14/10/2016 - Por Rodrigo Cicchelli

O carioca Rodrigo Cicchelli revela os caminhos da composição de sua peça que terá estreia mundial dia 23 de outubro, pela Sinfônica Brasileira - que incluem memória, citação e homenagem.

 

Uma das alegrias, talvez das maiores, para um compositor é ver sua peça tomar vida. Quando uma grande orquestra é quem sopra essa vida, existe um lugar especial onde a alegria se instala. Estou muito feliz com a notícia de que a Orquestra Sinfônica Brasileira fará, dia 23 de outubro, a estreia de minha peça para orquestra de cordas intitulada À noite, um homem sozinho procura se recordar. A regência está a cargo de Lee Mills.

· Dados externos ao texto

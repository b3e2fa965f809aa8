//! Image comparison.
//!
//! Compares two decoded pixel grids and reports an exact structural verdict
//! alongside MSE and SSIM divergence metrics.
//!
//! ## Entry point
//!
//! ```
//! use qadiff_core::image::{compare_images, PixelGrid};
//!
//! let baseline = PixelGrid::filled(4, 4, 3, 200).unwrap();
//! let candidate = PixelGrid::filled(4, 4, 3, 200).unwrap();
//! let result = compare_images(&baseline, &candidate, 4).unwrap();
//! assert!(result.is_equal());
//! ```
//!
//! ## Guarantees
//!
//! - **Asymmetric normalization**: only the target is resampled, only in
//!   width, only when widths differ.
//! - **Agreement**: `structurally_equal` holds exactly when `mse == 0.0`.
//! - **Not comparable is an error**: shape or empty-input problems return
//!   `Err`, never an unequal result.

pub mod compare;
pub mod grid;
pub mod metrics;
pub mod resize;

pub use compare::{compare_images, ImageComparison};
pub use grid::PixelGrid;
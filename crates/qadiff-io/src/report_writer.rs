//! Diff report persistence.
//!
//! Each report is written as `<stem>.json` (structured) and `<stem>.md`
//! (human summary), both via temp file + rename.

use crate::errors::{io_error, Result};
use qadiff_core::errors::DiffError;
use qadiff_core::report::{render_document_summary, ReportDocument};
use std::fs;
use std::path::{Path, PathBuf};

/// Paths of the files produced by [`write_report`].
#[derive(Debug, Clone, PartialEq, Eq)]
pub struct WrittenReport {
    pub json_path: PathBuf,
    pub summary_path: PathBuf,
}

/// Write `doc` into `dir` as `<stem>.json` and `<stem>.md`.
///
/// # Errors
///
/// - `Serialization`: the document could not be encoded
/// - `Io`: a file could not be written
pub fn write_report(dir: &Path, stem: &str, doc: &ReportDocument) -> Result<WrittenReport> {
    let json_path = dir.join(format!("{}.json", stem));
    let summary_path = dir.join(format!("{}.md", stem));

    let mut json = serde_json::to_vec_pretty(doc)
        .map_err(|e| DiffError::from(e).with_op("write_report"))?;
    json.push(b'\n');
    atomic_write(&json_path, &json)?;
    atomic_write(&summary_path, render_document_summary(doc).as_bytes())?;

    tracing::debug!(json = %json_path.display(), summary = %summary_path.display(), "report written");
    Ok(WrittenReport {
        json_path,
        summary_path,
    })
}

/// Atomically write bytes to a file
///
/// Uses temp file + rename so readers never see a partial report
pub fn atomic_write(target_path: &Path, content: &[u8]) -> Result<()> {
    if let Some(parent) = target_path.parent() {
        fs::create_dir_all(parent).map_err(|e| io_error("create_report_dir", parent, e))?;
    }

    let mut temp_name = target_path.as_os_str().to_owned();
    temp_name.push(".tmp");
    let temp_path = PathBuf::from(temp_name);

    fs::write(&temp_path, content).map_err(|e| io_error("write_report_temp", &temp_path, e))?;
    fs::rename(&temp_path, target_path)
        .map_err(|e| io_error("rename_report_temp", target_path, e))?;

    Ok(())
}

#[cfg(test)]
mod tests {
    use super::*;
    use qadiff_core::report::{DiffReport, Verdict};
    use qadiff_core::tree::{diff_trees, TreeNode};
    use serde_json::json;
    use tempfile::TempDir;

    fn sample_doc() -> ReportDocument {
        let l = TreeNode::from(json!({"a": 1}));
        let r = TreeNode::from(json!({"a": 2}));
        ReportDocument::new("l.json", "r.json", DiffReport::from(diff_trees(&l, &r)))
    }

    #[test]
    fn test_atomic_write_creates_parent() {
        let temp_dir = TempDir::new().unwrap();
        let target = temp_dir.path().join("nested").join("out.txt");

        atomic_write(&target, b"nested").unwrap();

        assert_eq!(fs::read(&target).unwrap(), b"nested");
    }

    #[test]
    fn test_write_report_emits_json_and_summary() {
        let temp_dir = TempDir::new().unwrap();
        let written = write_report(temp_dir.path(), "case_1", &sample_doc()).unwrap();

        let json: ReportDocument =
            serde_json::from_slice(&fs::read(&written.json_path).unwrap()).unwrap();
        assert_eq!(json.verdict, Verdict::ValuesDiffer);

        let summary = fs::read_to_string(&written.summary_path).unwrap();
        assert!(summary.contains("- `a`: `1` → `2`"));
    }

    #[test]
    fn test_no_tmp_files_after_write() {
        let temp_dir = TempDir::new().unwrap();
        write_report(temp_dir.path(), "clean", &sample_doc()).unwrap();

        let tmp_count = fs::read_dir(temp_dir.path())
            .unwrap()
            .filter_map(|e| e.ok())
            .filter(|e| {
                e.file_name()
                    .to_str()
                    .map(|s| s.ends_with(".tmp"))
                    .unwrap_or(false)
            })
            .count();
        assert_eq!(tmp_count, 0);
    }
}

À noite, um homem sozinho procura se recordar é a peça de abertura de um ciclo que estou compondo, denominado Música Noturna, centrado na orquestra de cordas. As outras peças do ciclo são Concertino Noturno; Sonhos Vívidos; The darkest hour; e A Aurora de Róseos Dedos.

Como o título sugere, a obra  trata da memória. Ainda que não seja uma peça programática no sentido estrito, busco nela retratar alguém que, no recolhimento noturno, procura se recordar de algo que ama, mas de que aparentemente se esqueceu.

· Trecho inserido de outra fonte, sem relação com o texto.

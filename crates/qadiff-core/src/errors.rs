use qadiff_core_types::RequestId;
use thiserror::Error;

/// Result type alias using DiffError
pub type Result<T> = std::result::Result<T, DiffError>;

// ========== Error Facility ==========

/// Canonical error kind taxonomy
///
/// Every kind here means "comparison not possible". Expected divergence
/// between two artifacts is never an error: it is reported inside the
/// comparator's result.
#[derive(Debug, Clone, Copy, PartialEq, Eq)]
pub enum DiffErrorKind {
    // Comparison not possible
    /// Image dimensions/channels disagree even after width normalization
    ShapeMismatch,
    /// An image with zero height, width or channels
    EmptyImage,
    /// Malformed in-memory input (pixel buffer length, channel count, width)
    InvalidInput,
    /// A table whose rows do not line up with its column names
    InvalidTable,

    // Collaborator boundary
    /// Artifact extension not in the recognised set for its comparator
    UnsupportedFormat,
    /// Artifact bytes could not be decoded or parsed
    Decode,
    Io,
    Serialization,
    Config,

    // Internal
    Internal,
}

impl DiffErrorKind {
    /// Get the stable error code for this kind
    pub fn code(&self) -> &'static str {
        match self {
            DiffErrorKind::ShapeMismatch => "ERR_SHAPE_MISMATCH",
            DiffErrorKind::EmptyImage => "ERR_EMPTY_IMAGE",
            DiffErrorKind::InvalidInput => "ERR_INVALID_INPUT",
            DiffErrorKind::InvalidTable => "ERR_INVALID_TABLE",
            DiffErrorKind::UnsupportedFormat => "ERR_UNSUPPORTED_FORMAT",
            DiffErrorKind::Decode => "ERR_DECODE",
            DiffErrorKind::Io => "ERR_IO",
            DiffErrorKind::Serialization => "ERR_SERIALIZATION",
            DiffErrorKind::Config => "ERR_CONFIG",
            DiffErrorKind::Internal => "ERR_INTERNAL",
        }
    }
}

/// Canonical structured error type
///
/// Carries a stable classification for programmatic handling plus optional
/// context (operation, artifact path, correlation id) for diagnostics.
#[derive(Debug, Clone)]
pub struct DiffError {
    kind: DiffErrorKind,
    op: Option<String>,
    artifact: Option<String>,
    request_id: Option<RequestId>,
    message: String,
}

impl DiffError {
    /// Create a new error with the specified kind
    pub fn new(kind: DiffErrorKind) -> Self {
        Self {
            kind,
            op: None,
            artifact: None,
            request_id: None,
            message: String::new(),
        }
    }

    /// Add operation context
    pub fn with_op(mut self, op: impl Into<String>) -> Self {
        self.op = Some(op.into());
        self
    }

    /// Add the artifact (usually a file path) the error concerns
    pub fn with_artifact(mut self, artifact: impl Into<String>) -> Self {
        self.artifact = Some(artifact.into());
        self
    }

    /// Add request ID context
    pub fn with_request_id(mut self, request_id: RequestId) -> Self {
        self.request_id = Some(request_id);
        self
    }

    /// Add custom message
    pub fn with_message(mut self, message: impl Into<String>) -> Self {
        self.message = message.into();
        self
    }

    /// Get the error kind
    pub fn kind(&self) -> DiffErrorKind {
        self.kind
    }

    /// Get the stable error code
    pub fn code(&self) -> &'static str {
        self.kind.code()
    }

    /// Get the operation context, if any
    pub fn op(&self) -> Option<&str> {
        self.op.as_deref()
    }

    /// Get the artifact context, if any
    pub fn artifact(&self) -> Option<&str> {
        self.artifact.as_deref()
    }

    /// Get the request ID context, if any
    pub fn request_id(&self) -> Option<&RequestId> {
        self.request_id.as_ref()
    }

    /// Get the error message
    pub fn message(&self) -> &str {
        &self.message
    }
}

impl std::fmt::Display for DiffError {
    fn fmt(&self, f: &mut std::fmt::Formatter<'_>) -> std::fmt::Result {
        write!(f, "[{}]", self.code())?;
        if let Some(op) = &self.op {
            write!(f, " in operation '{}'", op)?;
        }
        if !self.message.is_empty() {
            write!(f, ": {}", self.message)?;
        }
        if let Some(artifact) = &self.artifact {
            write!(f, " (artifact: {})", artifact)?;
        }
        if let Some(request_id) = &self.request_id {
            write!(f, " (request_id: {})", request_id)?;
        }
        Ok(())
    }
}

impl std::error::Error for DiffError {}

// ========== End Error Facility ==========

/// Failures building a [`crate::table::Table`] from rows and column names
#[derive(Error, Debug, Clone, PartialEq)]
pub enum TableError {
    /// A column name appears more than once
    #[error("Duplicate column name: {name}")]
    DuplicateColumn { name: String },

    /// A row does not have one cell per column
    #[error("Row {row} has {actual} cells, expected {expected}")]
    RaggedRow {
        row: usize,
        expected: usize,
        actual: usize,
    },

    /// A record's keys differ from the first record's keys
    #[error("Row {row} does not share the table's column names")]
    ColumnsDiffer { row: usize },
}

impl From<TableError> for DiffError {
    fn from(err: TableError) -> Self {
        DiffError::new(DiffErrorKind::InvalidTable).with_message(err.to_string())
    }
}

impl From<serde_json::Error> for DiffError {
    fn from(err: serde_json::Error) -> Self {
        DiffError::new(DiffErrorKind::Serialization).with_message(err.to_string())
    }
}

#[cfg(test)]
mod tests {
    use super::*;

    #[test]
    fn test_error_kind_codes() {
        let cases = [
            (DiffErrorKind::ShapeMismatch, "ERR_SHAPE_MISMATCH"),
            (DiffErrorKind::EmptyImage, "ERR_EMPTY_IMAGE"),
            (DiffErrorKind::UnsupportedFormat, "ERR_UNSUPPORTED_FORMAT"),
            (DiffErrorKind::InvalidTable, "ERR_INVALID_TABLE"),
            (DiffErrorKind::Decode, "ERR_DECODE"),
        ];
        for (kind, expected_code) in cases {
            assert_eq!(kind.code(), expected_code, "Wrong code for {:?}", kind);
        }
    }

    #[test]
    fn test_display_includes_context() {
        let err = DiffError::new(DiffErrorKind::UnsupportedFormat)
            .with_op("load_table")
            .with_artifact("report.pdf")
            .with_message("expected one of csv, xls, xlsx");
        let text = err.to_string();
        assert!(text.starts_with("[ERR_UNSUPPORTED_FORMAT]"));
        assert!(text.contains("load_table"));
        assert!(text.contains("report.pdf"));
    }

    #[test]
    fn test_table_error_converts_to_invalid_table() {
        let err: DiffError = TableError::DuplicateColumn {
            name: "id".to_string(),
        }
        .into();
        assert_eq!(err.kind(), DiffErrorKind::InvalidTable);
        assert!(err.message().contains("id"));
    }
}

Completei em julho cinquenta anos de idade. Quis refletir musicalmente a respeito dos exercícios da lembrança, da autoanálise e da introspecção, de forma a dar vazão a diversos sentimentos, muitas vezes contraditórios, e aos acertos e enganos, certezas e incertezas, avanços e recuos, excitações e desvãos de alguém que procura ao mesmo tempo retomar o fio da meada e olhar para frente com segurança e otimismo.

Deu-se algo curioso no processo de composição desta obra. Mais ou menos na metade da peça, emerge um motivo de segunda menor descendente seguido de uma quinta justa descendente (dó-si-mi). Este motivo me perseguia, como uma ideia fixa. Logo identifiquei tratar-se de uma versão transposta do motivo com que Villa-Lobos abre seu ciclo coral Bendita Sabedoria, que eu cantara no Coral Pró-Arte cerca de 30 anos atrás!. Como estava tratando do tema da memória, resolvi absorver esta coincidência/citação/homenagem (ou seria um roubo?) no tecido da composição.

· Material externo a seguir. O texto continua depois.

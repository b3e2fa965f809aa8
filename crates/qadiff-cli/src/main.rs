//! qadiff CLI
//!
//! Command-line interface for comparing QA regression artifacts.
//!
//! Exit codes: 0 equal, 1 different, 2 not comparable or failed.

use clap::{Parser, Subcommand, ValueEnum};
use qadiff_core::errors::DiffError;
use qadiff_core::logging_facility::{self, Profile};
use qadiff_core::report::Verdict;
use qadiff_core_types::RequestId;
use std::path::PathBuf;

mod commands;
mod config;

use config::QadiffConfig;

#[derive(Debug, Parser)]
#[command(name = "qadiff")]
#[command(about = "qadiff - Diff images, JSON documents and tables", long_about = None)]
struct Cli {
    /// Configuration file (default: ./qadiff.toml if present)
    #[arg(long, global = true)]
    config: Option<PathBuf>,

    /// Write <stem>.json and <stem>.md reports into this directory
    #[arg(long, global = true)]
    report_dir: Option<PathBuf>,

    /// Log format on stderr (default: from config)
    #[arg(long, global = true, value_enum)]
    log_format: Option<LogFormat>,

    /// Print the structured report as JSON instead of the Markdown summary
    #[arg(long, global = true)]
    json: bool,

    #[command(subcommand)]
    command: Commands,
}

#[derive(Debug, Clone, Copy, ValueEnum)]
enum LogFormat {
    Human,
    Json,
}

#[derive(Debug, Subcommand)]
enum Commands {
    /// Compare two images (jpg, jpeg, png)
    Image(commands::image::ImageArgs),
    /// Compare two JSON documents as key-value trees
    Json(commands::json::JsonArgs),
    /// Compare two tables (csv, xls, xlsx)
    Table(commands::table::TableArgs),
}

fn main() {
    let cli = Cli::parse();

    let code = match run(cli) {
        Ok(verdict) => commands::exit_code(verdict),
        Err(e) => {
            eprintln!("Error: {}", e);
            commands::EXIT_ERROR
        }
    };
    std::process::exit(code);
}

fn run(cli: Cli) -> Result<Verdict, DiffError> {
    let config = QadiffConfig::load(cli.config.as_deref())?;

    let profile = match cli.log_format {
        Some(LogFormat::Human) => Profile::Development,
        Some(LogFormat::Json) => Profile::Production,
        None => config.logging.profile,
    };
    logging_facility::init(profile);

    let request_id = RequestId::new();
    let span = tracing::info_span!("qadiff", request_id = %request_id);
    let _guard = span.enter();

    let output = commands::Output {
        report_dir: cli.report_dir.or_else(|| config.report.dir.clone()),
        json: cli.json,
    };

    let result = match cli.command {
        Commands::Image(args) => commands::image::execute(args, &config, &output),
        Commands::Json(args) => commands::json::execute(args, &output),
        Commands::Table(args) => commands::table::execute(args, &config, &output),
    };
    result.map_err(|e| e.with_request_id(request_id))
}
//! Image comparator scenarios on in-memory grids.

use qadiff_core::errors::DiffErrorKind;
use qadiff_core::image::{compare_images, PixelGrid};

fn gradient(height: usize, width: usize) -> PixelGrid {
    let mut data = Vec::with_capacity(height * width * 3);
    for r in 0..height {
        for c in 0..width {
            data.push((r * 17 % 256) as u8);
            data.push((c * 23 % 256) as u8);
            data.push(((r + c) * 5 % 256) as u8);
        }
    }
    PixelGrid::new(height, width, 3, data).unwrap()
}

#[test]
fn test_identical_gradient_is_equal_with_perfect_metrics() {
    // Given
    let grid = gradient(20, 24);

    // When
    let result = compare_images(&grid, &grid.clone(), 24).unwrap();

    // Then
    assert!(result.structurally_equal);
    assert_eq!(result.mse, 0.0);
    assert_eq!(result.ssim, 1.0);
    assert!(result.is_equal());
}

#[test]
fn test_single_sample_change_is_detected_in_all_checks() {
    let source = gradient(20, 24);
    let mut target = source.clone();
    let old = target.get(10, 10, 2).unwrap();
    assert!(target.set(10, 10, 2, old.wrapping_add(1)));

    let result = compare_images(&source, &target, 24).unwrap();

    assert!(!result.structurally_equal);
    assert_eq!(result.channel_diff_nonzero, vec![0, 0, 1]);
    assert!(result.mse > 0.0);
    assert!(result.ssim < 1.0);
    assert!(!result.is_equal());
}

#[test]
fn test_target_brighter_than_source_counts_as_difference() {
    let source = PixelGrid::filled(8, 8, 3, 10).unwrap();
    let target = PixelGrid::filled(8, 8, 3, 200).unwrap();

    let result = compare_images(&source, &target, 8).unwrap();

    assert_eq!(result.channel_diff_nonzero, vec![64, 64, 64]);
    assert_eq!(result.total_diff_nonzero(), 192);
}

#[test]
fn test_double_width_uniform_target_normalizes_to_equal() {
    let source = PixelGrid::filled(6, 10, 3, 90).unwrap();
    let target = PixelGrid::filled(6, 20, 3, 90).unwrap();

    let result = compare_images(&source, &target, 10).unwrap();

    assert!(result.target_resized);
    assert!(result.is_equal());
}

#[test]
fn test_grayscale_grids_are_supported() {
    let source = PixelGrid::filled(9, 9, 1, 0).unwrap();
    let mut target = source.clone();
    target.set(4, 4, 0, 255);

    let result = compare_images(&source, &target, 9).unwrap();

    assert_eq!(result.channel_diff_nonzero, vec![1]);
    assert!((result.mse - 255.0 * 255.0 / 81.0).abs() < 1e-9);
}

#[test]
fn test_channel_count_mismatch_is_not_comparable() {
    let source = PixelGrid::filled(4, 4, 3, 0).unwrap();
    let target = PixelGrid::filled(4, 4, 1, 0).unwrap();

    let err = compare_images(&source, &target, 4).unwrap_err();

    assert_eq!(err.kind(), DiffErrorKind::ShapeMismatch);
    assert_eq!(err.code(), "ERR_SHAPE_MISMATCH");
}

#[test]
fn test_unsupported_channel_count_rejected_at_construction() {
    let err = PixelGrid::new(1, 1, 4, vec![0; 4]).unwrap_err();
    assert_eq!(err.kind(), DiffErrorKind::InvalidInput);
}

Há, porém, mais uma curiosidade sobre este motivo: ele é usado na abertura de outra peça célebre, em outra transposição. Trata-se do Prelúdio Op.3 No.2, de Rachmaninoff, onde o motivo é lá-sol#-dó#; em Villa-Lobos, mib-ré-sol e em minha composição dó-si-mi. Os tratamentos são muito diferentes nas três peças, mas há algo de misterioso e profundo nesta ideia musical que resolvi reter e “passar adiante”.

Contrariamente ao que o título poderia insinuar, a peça não foi composta em circunstâncias solitárias, mas em calorosa companhia familiar. Agradeço também aos amigos especialistas Daniel Guedes, Tomaz Soares, Angelo Martins, Déborah Cheyne, Paulo Santoro, Ricardo Santoro, Fabio Presgrave e Ernani Aguiar, que olharam diferentes versões do manuscrito e cujos comentários me foram de grande valia.

 

Rodrigo Cicchlelli (foto; Angelica de Carvalho)

Rodrigo Cicchelli (foto: Angelica de Carvalho) é compositor, flautista e Professor Titular do Departamento de Composição da Escola de Música da UFRJ. Graduou-se em Composição Musical e em Flauta Transversa pelo Instituto Villa-Lobos da Unirio. Foi também aluno de César Guerra-Peixe e de Hans-Joachim Koellreutter. Pós-graduado na Europa nos anos 1990, fez Doutorado na University of East Anglia na Inglaterra com bolsa da CAPES e Especialização no IRCAM de Paris como bolsista do governo francês. Sua produção composicional vem sendo premiada no Brasil e no exterior. Além de suas atividades acadêmicas e artísticas, Rodrigo Cicchelli produz e apresenta o programa radiofônico Eletroacústicas, que vai ao ar toda quarta-feira à meia-noite pela MEC FM (99.3 MHz).